O apoio de Lula supera o de Flávio Bolsonaro, que conta com a declaração de cinco governadores. No entanto, esses governadores representam estados com colégios eleitorais mais populosos, como São Paulo, o que pode influenciar o resultado das eleições.
Governadores como João Azevêdo veem seu engajamento na campanha de Lula não apenas como uma declaração, mas como uma estratégia para conectar políticas públicas ao eleitorado. Essa abordagem visa ampliar a base social de Lula em regiões onde o PT e seus aliados têm tradicionalmente mais força.

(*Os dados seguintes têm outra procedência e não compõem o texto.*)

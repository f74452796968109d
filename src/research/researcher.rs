//! 章节研究者：一个章节一个 worker
//!
//! 在私有副本上把章节标记为 researching，跑有界工具循环收集材料，
//! 再用结构化输出压缩成章节正文。只返回这一个章节，由编排器按标题合并。

use tokio_util::sync::CancellationToken;

use crate::core::state::{Section, SectionStatus};
use crate::core::ResearchError;
use crate::llm::invoke_structured_prompt;
use crate::memory::Message;
use crate::research::prompts::{today, PromptKind};
use crate::research::schemas::SectionContent;
use crate::research::tool_loop::ToolLoop;
use crate::research::{truncate_chars, ResearchContext, ResearchEvent, SectionTask};

/// 压缩阶段的输入上限
const COMPRESS_INPUT_CHARS: usize = 50_000;
/// 压缩失败时保留的原始笔记
const FALLBACK_CONTENT_CHARS: usize = 8_000;

pub const NO_MATERIAL_NOTICE: &str = "No research material could be gathered for this section.";

/// 研究一个章节；被取消时返回 None（章节保持 pending）
pub async fn run(task: SectionTask, ctx: &ResearchContext, cancel: &CancellationToken) -> Option<Section> {
    let mut section = task.section;
    section.status = SectionStatus::Researching;
    tracing::info!(section = %section.title, "Researching section");

    let date = today();
    let max_tool_calls = task.max_tool_calls.to_string();
    let system = ctx.render(
        PromptKind::Researcher,
        &[
            ("date", date.as_str()),
            ("research_brief", task.research_brief.as_str()),
            ("section_title", section.title.as_str()),
            ("section_description", section.description.as_str()),
            ("max_tool_calls", max_tool_calls.as_str()),
        ],
    );
    let executor = ctx.loop_executor();
    let outcome = ToolLoop::new(ctx.llm.as_ref(), &executor, task.max_tool_calls)
        .label(section.title.clone())
        .events(ctx.events.clone())
        .verbose(ctx.config.verbose)
        .run(
            vec![Message::system(system), Message::user(section.description.clone())],
            cancel,
        )
        .await;

    if outcome.is_cancelled() {
        tracing::info!(section = %section.title, "Section research cancelled");
        return None;
    }
    tracing::debug!(
        section = %section.title,
        iterations = outcome.iterations,
        exit = ?outcome.exit,
        notes = outcome.notes.len(),
        "Section tool loop finished"
    );

    let raw = outcome.joined_notes();
    let Some((content, sources)) = compress(ctx, &section, &raw, cancel).await else {
        tracing::info!(section = %section.title, "Section compression cancelled");
        return None;
    };
    section.complete(content, sources);

    ctx.emit(ResearchEvent::SectionCompleted {
        title: section.title.clone(),
        sources: section.sources.len(),
    });
    tracing::info!(section = %section.title, sources = section.sources.len(), "Section completed");
    Some(section)
}

/// 将原始笔记压缩为章节正文与来源；失败时退回截断的原始笔记，被取消时返回 None
async fn compress(
    ctx: &ResearchContext,
    section: &Section,
    raw: &str,
    cancel: &CancellationToken,
) -> Option<(String, Vec<String>)> {
    if raw.trim().is_empty() {
        return Some((NO_MATERIAL_NOTICE.to_string(), Vec::new()));
    }

    let raw_content = truncate_chars(raw, COMPRESS_INPUT_CHARS);
    let prompt = ctx.render(
        PromptKind::Compress,
        &[
            ("section_title", section.title.as_str()),
            ("section_description", section.description.as_str()),
            ("raw_content", raw_content.as_str()),
        ],
    );

    let compressed = match invoke_structured_prompt::<SectionContent>(ctx.llm.as_ref(), &prompt, cancel).await {
        Ok(sc) if !sc.content.trim().is_empty() => {
            let mut content = sc.content.trim().to_string();
            let findings: Vec<_> = sc.key_findings.iter().filter(|f| !f.trim().is_empty()).collect();
            if !findings.is_empty() {
                content.push_str("\n\n**Key findings**:\n");
                for f in findings {
                    content.push_str(&format!("- {}\n", f.trim()));
                }
            }
            let sources = sc.sources.into_iter().filter(|s| !s.trim().is_empty()).collect();
            (content, sources)
        }
        Ok(_) => {
            tracing::warn!(section = %section.title, "Compression returned empty content, using raw notes");
            (truncate_chars(raw, FALLBACK_CONTENT_CHARS), Vec::new())
        }
        Err(ResearchError::Cancelled) => return None,
        Err(e) => {
            tracing::warn!(section = %section.title, error = %e, "Compression failed, using raw notes");
            (truncate_chars(raw, FALLBACK_CONTENT_CHARS), Vec::new())
        }
    };
    Some(compressed)
}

Em contrapartida, Flávio Bolsonaro busca compensar a menor quantidade de gestores estaduais aliados através do apoio de estados com maiores colégios eleitorais.

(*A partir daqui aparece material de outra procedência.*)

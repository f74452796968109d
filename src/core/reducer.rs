//! 按键 upsert 的列表合并器
//!
//! 已有键原位替换，新键追加到末尾；同一批次内重复的键以后到者为准。
//! 合并结果与并行 worker 的返回顺序无关（键集合与每个键的最终值一致）。

use std::collections::HashMap;
use std::hash::Hash;

use crate::core::state::Section;

/// 将 `incoming` 按 `key` 合并进 `existing`，保持原有元素的相对顺序
pub fn upsert_by_key<T, K, F>(existing: &mut Vec<T>, incoming: impl IntoIterator<Item = T>, key: F)
where
    K: Eq + Hash,
    F: Fn(&T) -> K,
{
    let mut index: HashMap<K, usize> = existing
        .iter()
        .enumerate()
        .map(|(i, item)| (key(item), i))
        .collect();

    for item in incoming {
        let k = key(&item);
        match index.get(&k) {
            Some(&i) => existing[i] = item,
            None => {
                index.insert(k, existing.len());
                existing.push(item);
            }
        }
    }
}

/// Section 以 title 为身份键
pub fn merge_sections(existing: &mut Vec<Section>, incoming: Vec<Section>) {
    upsert_by_key(existing, incoming, |s| s.title.clone());
}
//! 关闭信号处理
//!
//! Ctrl+C / SIGTERM 转成一个 CancellationToken：传给 ResearchEngine 后会取消所有在途的章节研究与工具调用，
//! 编排器随后用已完成的章节生成报告。第二次 Ctrl+C 直接退出进程。

use std::sync::Arc;

use tokio::sync::broadcast;
use tokio_util::sync::CancellationToken;

/// 关闭原因
#[derive(Debug, Clone, PartialEq, Eq)]
pub enum ShutdownReason {
    /// Ctrl+C
    UserInitiated,
    /// SIGTERM
    Signal,
    /// 研究截止时间到达
    Deadline,
}

/// 关闭信号管理器
#[derive(Clone)]
pub struct ShutdownManager {
    token: CancellationToken,
    reason_tx: broadcast::Sender<ShutdownReason>,
}

impl ShutdownManager {
    pub fn new() -> Self {
        let (reason_tx, _) = broadcast::channel(1);
        Self {
            token: CancellationToken::new(),
            reason_tx,
        }
    }

    /// 传给 run / resume 的取消 token
    pub fn token(&self) -> CancellationToken {
        self.token.clone()
    }

    pub fn shutdown(&self, reason: ShutdownReason) {
        tracing::info!(reason = ?reason, "Shutdown requested");
        let _ = self.reason_tx.send(reason);
        self.token.cancel();
    }

    pub fn is_shutdown(&self) -> bool {
        self.token.is_cancelled()
    }

    pub fn subscribe(&self) -> broadcast::Receiver<ShutdownReason> {
        self.reason_tx.subscribe()
    }

    /// 安装系统信号处理器 (Ctrl+C, SIGTERM)
    pub fn install_signal_handlers(self: &Arc<Self>) {
        let manager = Arc::clone(self);
        tokio::spawn(async move {
            if let Ok(()) = tokio::signal::ctrl_c().await {
                tracing::info!("Received Ctrl+C, cancelling research and writing report from completed sections...");
                manager.shutdown(ShutdownReason::UserInitiated);
                if let Ok(()) = tokio::signal::ctrl_c().await {
                    tracing::warn!("Received second Ctrl+C, exiting immediately");
                    std::process::exit(130);
                }
            }
        });

        #[cfg(unix)]
        {
            let manager = Arc::clone(self);
            tokio::spawn(async move {
                use tokio::signal::unix::{signal, SignalKind};
                if let Ok(mut sigterm) = signal(SignalKind::terminate()) {
                    sigterm.recv().await;
                    tracing::info!("Received SIGTERM, cancelling research...");
                    manager.shutdown(ShutdownReason::Signal);
                }
            });
        }
    }

    /// 在 deadline 后触发取消
    pub fn cancel_after(self: &Arc<Self>, deadline: std::time::Duration) {
        let manager = Arc::clone(self);
        tokio::spawn(async move {
            tokio::select! {
                _ = tokio::time::sleep(deadline) => manager.shutdown(ShutdownReason::Deadline),
                _ = manager.token.cancelled() => {}
            }
        });
    }
}

impl Default for ShutdownManager {
    fn default() -> Self {
        Self::new()
    }
}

Embora Lula lidere em número de apoios estaduais, sua estratégia está focada em temas populares, como a proposta de tarifa zero no transporte público e o fim da escala 6×1 no trabalho, para fortalecer sua conexão com a população. Pesquisas indicam que a proposta de acabar com a escala 6×1 tem cerca de 73% de apoio entre os cidadãos.

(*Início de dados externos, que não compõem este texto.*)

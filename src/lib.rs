//! Bee Research - Rust 深度研究工作流引擎
//!
//! 模块划分：
//! - **config**: 应用配置加载（TOML + 环境变量）与研究参数钳制
//! - **core**: 状态与合并、检查点、有界调度、编排主循环、关闭信号
//! - **llm**: LLM 客户端抽象、结构化输出与实现（OpenAI 兼容 / DeepSeek / 阿里云 / Mock）
//! - **memory**: 对话消息与工具调用
//! - **research**: 工作流各阶段、工具调用循环、提示词与进度事件
//! - **tools**: 工具注册表、执行器、控制工具与网页抓取

pub mod config;
pub mod core;
pub mod llm;
pub mod memory;
pub mod observability;
pub mod research;
pub mod tools;

pub use crate::core::{ResearchEngine, ResearchEngineBuilder, ResearchError, RunOutcome};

Governadores de partidos como PT, PSB e MDB, incluindo líderes do Executivo da Bahia, Ceará, Pernambuco, Pará e Maranhão, mantêm Lula como o único candidato da esquerda, formando palanques regionais estratégicos. Por outro lado, estados com grandes eleitorados, como São Paulo, Rio de Janeiro e o Distrito Federal, estão se alinhando ao campo bolsonarista, aumentando a competitividade de Flávio desde o primeiro turno.
À medida que a campanha avança, o cenário eleitoral pode evoluir. Projeções indicam que Flávio Bolsonaro poderia conquistar até 13 governadores no segundo turno, superando Lula caso a direita consiga consolidar alianças em estados ainda indecisos. Análises eleitorais revelam uma disputa acirrada entre Lula e Flávio, com pesquisas mostrando um quadro competitivo tanto no primeiro quanto no segundo turno.